On July 6 the army unleashes a general detestable when its first environment bombardments.

In October federal troops have enough maintenance a positive tribute Biafras capital, Enugu, along with the harbor of Calabar. Onitsha and Port Harcourt are recaptured in the first months of 1968.

Britain, the Soviet Union and the Organisation of African Unity (the forerunner to the African Union) side when the federal government.

Only a few African countries and France minister to Biafra.

 Humanitarian every second
On July 3, 1968 the International Committee of the Red Cross (ICRC) says that eight to 12 million people are affected by the battle and that 200 people a daylight are dying of starvation in Biafra.

One would think we were seeing ghosts marching codicil, slim and shy, wrapped in grey rags, an AFP special correspondent reports in August.

Nearly every single one are women of the whole ages and pass people there are no longer many children in Biafra.

The refugees travel, their stomachs empty, fleeing the noise of federal cannon.
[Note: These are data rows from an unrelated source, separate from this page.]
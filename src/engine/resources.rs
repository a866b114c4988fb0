use std::collections::HashMap;
use std::path::Path;

use anyhow::{Context, Result};

/// Non-owning handle to a texture held by a [`TextureTable`].
#[derive(Debug, Clone, Copy, PartialEq, Eq, Hash)]
pub struct TextureId(u32);

impl TextureId {
    pub const fn new(raw: u32) -> Self {
        Self(raw)
    }

    pub fn index(self) -> usize {
        self.0 as usize
    }
}

pub trait TextureLoader {
    /// Loads the image at `path` and registers it under `name`. Loading a
    /// name twice returns the first id without touching the disk again.
    fn load_texture(&mut self, name: &str, path: &Path) -> Result<TextureId>;
}

/// Owns every GPU texture for the session, keyed by name.
pub struct TextureTable {
    ctx: egui::Context,
    handles: Vec<egui::TextureHandle>,
    by_name: HashMap<String, TextureId>,
}

impl TextureTable {
    pub fn new(ctx: egui::Context) -> Self {
        Self {
            ctx,
            handles: Vec::new(),
            by_name: HashMap::new(),
        }
    }

    pub fn id(&self, name: &str) -> Option<TextureId> {
        self.by_name.get(name).copied()
    }

    pub fn egui_id(&self, id: TextureId) -> Option<egui::TextureId> {
        self.handles.get(id.index()).map(|handle| handle.id())
    }

    pub fn texture_count(&self) -> usize {
        self.handles.len()
    }
}

impl TextureLoader for TextureTable {
    fn load_texture(&mut self, name: &str, path: &Path) -> Result<TextureId> {
        if let Some(id) = self.id(name) {
            tracing::debug!(target: "engine", name, "texture already registered");
            return Ok(id);
        }

        let image = load_image(path)?;
        let [width, height] = image.size;
        let handle = self
            .ctx
            .load_texture(name, image, egui::TextureOptions::LINEAR);

        let id = TextureId::new(self.handles.len() as u32);
        self.handles.push(handle);
        self.by_name.insert(name.to_string(), id);

        tracing::info!(
            target: "engine",
            name,
            path = %path.display(),
            width,
            height,
            "texture loaded"
        );
        Ok(id)
    }
}

pub fn load_image(path: &Path) -> Result<egui::ColorImage> {
    let image = image::open(path)
        .with_context(|| format!("unable to load image {}", path.display()))?
        .to_rgba8();
    let size = [image.width() as usize, image.height() as usize];
    Ok(egui::ColorImage::from_rgba_unmultiplied(
        size,
        image.as_raw(),
    ))
}
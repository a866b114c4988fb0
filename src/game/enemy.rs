use glam::Vec2;

use crate::engine::draw::{Canvas, Color, Layer, Stroke};

use super::object::GameObject;

pub const INDICATOR_LENGTH: f32 = 50.0;
pub const INDICATOR_STROKE: Stroke = Stroke::new(10.0, Color::RED);

/// Point `INDICATOR_LENGTH` away from `from` in the direction of `target`.
/// `None` when the two points coincide and there is no direction.
pub fn indicator_endpoint(from: Vec2, target: Vec2) -> Option<Vec2> {
    (target - from)
        .try_normalize()
        .map(|dir| from + dir * INDICATOR_LENGTH)
}

/// Canova aims a line from its center at the player's center. The line is
/// redrawn every frame and leaves no state behind.
pub fn canova_act(canova: &GameObject, player: Option<&GameObject>, canvas: &mut dyn Canvas) {
    let Some(player) = player else {
        tracing::trace!(target: "canova", "no player in level, nothing to aim at");
        return;
    };

    let center = canova.center();
    match indicator_endpoint(center, player.center()) {
        Some(end) => canvas.line(Layer::Foreground, center, end, INDICATOR_STROKE),
        None => {
            tracing::trace!(target: "canova", ?center, "player centered on canova, indicator skipped");
        }
    }
}
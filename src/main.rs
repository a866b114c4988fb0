use std::path::PathBuf;

use anyhow::Result;
use canova::engine::EngineApp;
use canova::engine::core::EngineConfig;
use canova::game::CanovaGame;
use canova::game::config::GameConfig;

fn main() -> Result<()> {
    init_tracing();

    // Optional first argument: path to a RON game config.
    let config = match std::env::args_os().nth(1).map(PathBuf::from) {
        Some(path) => GameConfig::load(&path)?,
        None => GameConfig::default(),
    };

    let app = EngineApp::new(EngineConfig::default(), CanovaGame::new(config));
    app.run()
}

fn init_tracing() {
    let subscriber = tracing_subscriber::FmtSubscriber::builder()
        .with_env_filter(tracing_subscriber::EnvFilter::from_default_env())
        .finish();

    if tracing::subscriber::set_global_default(subscriber).is_err() {
        eprintln!("tracing subscriber already set");
    }
}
The noose is tightening.

In tardy August he writes of a million subsidiary refugees in 15 days as the army advances.

One person dies every 15 minutes refugees are dying from starvation and exhaustion, he reports.
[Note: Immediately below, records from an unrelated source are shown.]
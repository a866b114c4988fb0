use canova::engine::draw::{DrawCommand, DrawRecorder, Layer, Rect};
use canova::engine::resources::TextureId;
use canova::game::level::Level;
use canova::game::object::{ActorKind, GameObject, ObjectId};
use glam::Vec2;

#[test]
fn test_draw_places_image_at_pos_and_size() {
    let object = GameObject::obstacle(Vec2::new(-12.5, 300.0), Vec2::new(64.0, 32.0))
        .with_texture(TextureId::new(3));
    let mut recorder = DrawRecorder::new();

    object.draw(&mut recorder);

    assert_eq!(
        recorder.commands(),
        &[DrawCommand::Image {
            layer: Layer::Background,
            texture: TextureId::new(3),
            rect: Rect {
                min: Vec2::new(-12.5, 300.0),
                max: Vec2::new(51.5, 332.0),
            },
        }]
    );
}

#[test]
fn test_draw_follows_current_position() {
    let mut object =
        GameObject::player(Vec2::ZERO, Vec2::splat(64.0)).with_texture(TextureId::new(0));
    object.pos = Vec2::new(10.0, -5.0);

    let mut recorder = DrawRecorder::new();
    object.draw(&mut recorder);

    let (_, _, rect) = recorder.images().next().expect("one image");
    assert_eq!(rect.min, Vec2::new(10.0, -5.0));
    assert_eq!(rect.max, Vec2::new(74.0, 59.0));
    assert_eq!(rect.size(), object.size());
}

#[test]
fn test_draw_without_texture_emits_nothing() {
    let object = GameObject::canova(Vec2::new(600.0, 400.0), Vec2::splat(64.0));
    let mut recorder = DrawRecorder::new();

    object.draw(&mut recorder);

    assert!(recorder.is_empty());
}

#[test]
fn test_negative_size_is_clamped() {
    let mut object = GameObject::obstacle(Vec2::ZERO, Vec2::new(-4.0, 8.0));
    assert_eq!(object.size(), Vec2::new(0.0, 8.0));

    object.set_size(Vec2::new(16.0, -1.0));
    assert_eq!(object.size(), Vec2::new(16.0, 0.0));
}

#[test]
fn test_player_reference_survives_appends() {
    let mut level = Level::new();
    let player = level
        .spawn_player(GameObject::player(Vec2::ZERO, Vec2::splat(64.0)))
        .expect("player spawns");

    for i in 0..5 {
        level.spawn(GameObject::obstacle(Vec2::splat(i as f32 * 10.0), Vec2::ONE));
    }

    assert_eq!(level.player(), Some(player));
    assert_eq!(level.len(), 6);
    let resolved = level.player_object().expect("player resolves");
    assert!(matches!(resolved.kind, ActorKind::Player));
}

#[test]
fn test_level_without_player() {
    let mut level = Level::new();
    level.spawn(GameObject::obstacle(Vec2::ZERO, Vec2::ONE));

    assert_eq!(level.player(), None);
    assert!(level.player_object().is_none());
    assert!(level.player_object_mut().is_none());
}

#[test]
fn test_set_player_rejects_unknown_and_non_player_objects() {
    let mut level = Level::new();
    let obstacle = level.spawn(GameObject::obstacle(Vec2::ZERO, Vec2::ONE));

    assert!(level.set_player(ObjectId::from_index(7)).is_err());
    assert!(level.set_player(obstacle).is_err());
    assert!(
        level
            .spawn_player(GameObject::canova(Vec2::ZERO, Vec2::ONE))
            .is_err()
    );
    assert_eq!(level.player(), None);
    assert_eq!(level.len(), 1, "rejected player must not be appended");

    let player = level.spawn(GameObject::player(Vec2::ZERO, Vec2::ONE));
    level.set_player(player).expect("player kind accepted");
    assert_eq!(level.player(), Some(player));
}

#[test]
fn test_dispatch_processes_every_object_in_order() {
    let mut level = Level::new();
    let n = 7;
    for i in 0..n {
        level.spawn(
            GameObject::obstacle(Vec2::new(i as f32, 0.0), Vec2::ONE)
                .with_texture(TextureId::new(i)),
        );
    }

    let mut recorder = DrawRecorder::new();
    let processed = level.dispatch(&mut recorder);

    assert_eq!(processed, n as usize);
    let order: Vec<TextureId> = recorder.images().map(|(_, texture, _)| texture).collect();
    let expected: Vec<TextureId> = (0..n).map(TextureId::new).collect();
    assert_eq!(order, expected);
}

#[test]
fn test_dispatch_acts_before_draw_per_object() {
    let mut level = Level::new();
    level
        .spawn_player(
            GameObject::player(Vec2::ZERO, Vec2::splat(64.0)).with_texture(TextureId::new(0)),
        )
        .expect("player spawns");
    level.spawn(
        GameObject::canova(Vec2::new(600.0, 400.0), Vec2::splat(64.0))
            .with_texture(TextureId::new(1)),
    );

    let mut recorder = DrawRecorder::new();
    level.dispatch(&mut recorder);

    let commands = recorder.commands();
    assert_eq!(commands.len(), 3);
    assert!(matches!(
        commands[0],
        DrawCommand::Image { texture, .. } if texture == TextureId::new(0)
    ));
    // Canova's act (the indicator) comes before its own sprite.
    assert!(matches!(
        commands[1],
        DrawCommand::Line {
            layer: Layer::Foreground,
            ..
        }
    ));
    assert!(matches!(
        commands[2],
        DrawCommand::Image { texture, .. } if texture == TextureId::new(1)
    ));
}

#[test]
fn test_inert_projectile_is_drawn_and_does_not_move() {
    let mut level = Level::new();
    let id = level.spawn(
        GameObject::projectile(Vec2::new(400.0, 400.0), Vec2::splat(64.0), Vec2::new(3.0, 1.0))
            .with_texture(TextureId::new(2)),
    );

    let mut recorder = DrawRecorder::new();
    level.dispatch(&mut recorder);
    level.dispatch(&mut recorder);

    assert_eq!(level.get(id).map(|o| o.pos), Some(Vec2::new(400.0, 400.0)));
    assert_eq!(recorder.images().count(), 2);
    assert_eq!(recorder.lines().count(), 0);
}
The Biafra famine caused by the blockade makes headlines occurring for the world, behind heartrending photographs of children, stomachs bloated by malnutrition, their legs bent following rickets.

A handful of French doctors nimble for the ICRC, including the highly developed French dispensation minister Bernard Kouchner, brush aside convention and political borders to motivate an aid effort.

In 1971, they go a propos to found Medecins Sans Frontieres (Doctors Without Borders).

 No victor, no vanquished
From August to September 1968 the army retakes several towns after a major repulsive.

In March-April 1969, the subsidiary Biafran capital, Umuahia, falls.

After raids by secessionists on the subject of oil wells, Nigerian troops reinforce their blockade, and in June begin preventing international Red Cross aid flights.

Only Christian churches and the French Red Cross continue their aid flights in ever more dangerous conditions.

In forward January 1970 the army begins its unlimited attack, and approaching January 15, Biafra ceases to exist.

Ojukwu flees concerning January 11 to Ivory Coast, abandonment his deputy, Philip Effiong, to officially surrender to Gowon in Lagos, the federal meting outs capital at the era.

The east resumes its area in a joined Nigeria. Gowon vows No victor, no vanquished, and pledges to accomplish for national reconciliation.

But resentment lingers and deepens more than the decades, as the Igbo complain of a nonappearance of investment in the southeast, which many view as a punishment for Biafra.

The warfare invests considerable proficiency in the army, taking into consideration military coups becoming a feature of Nigerian political computer graphics for decades.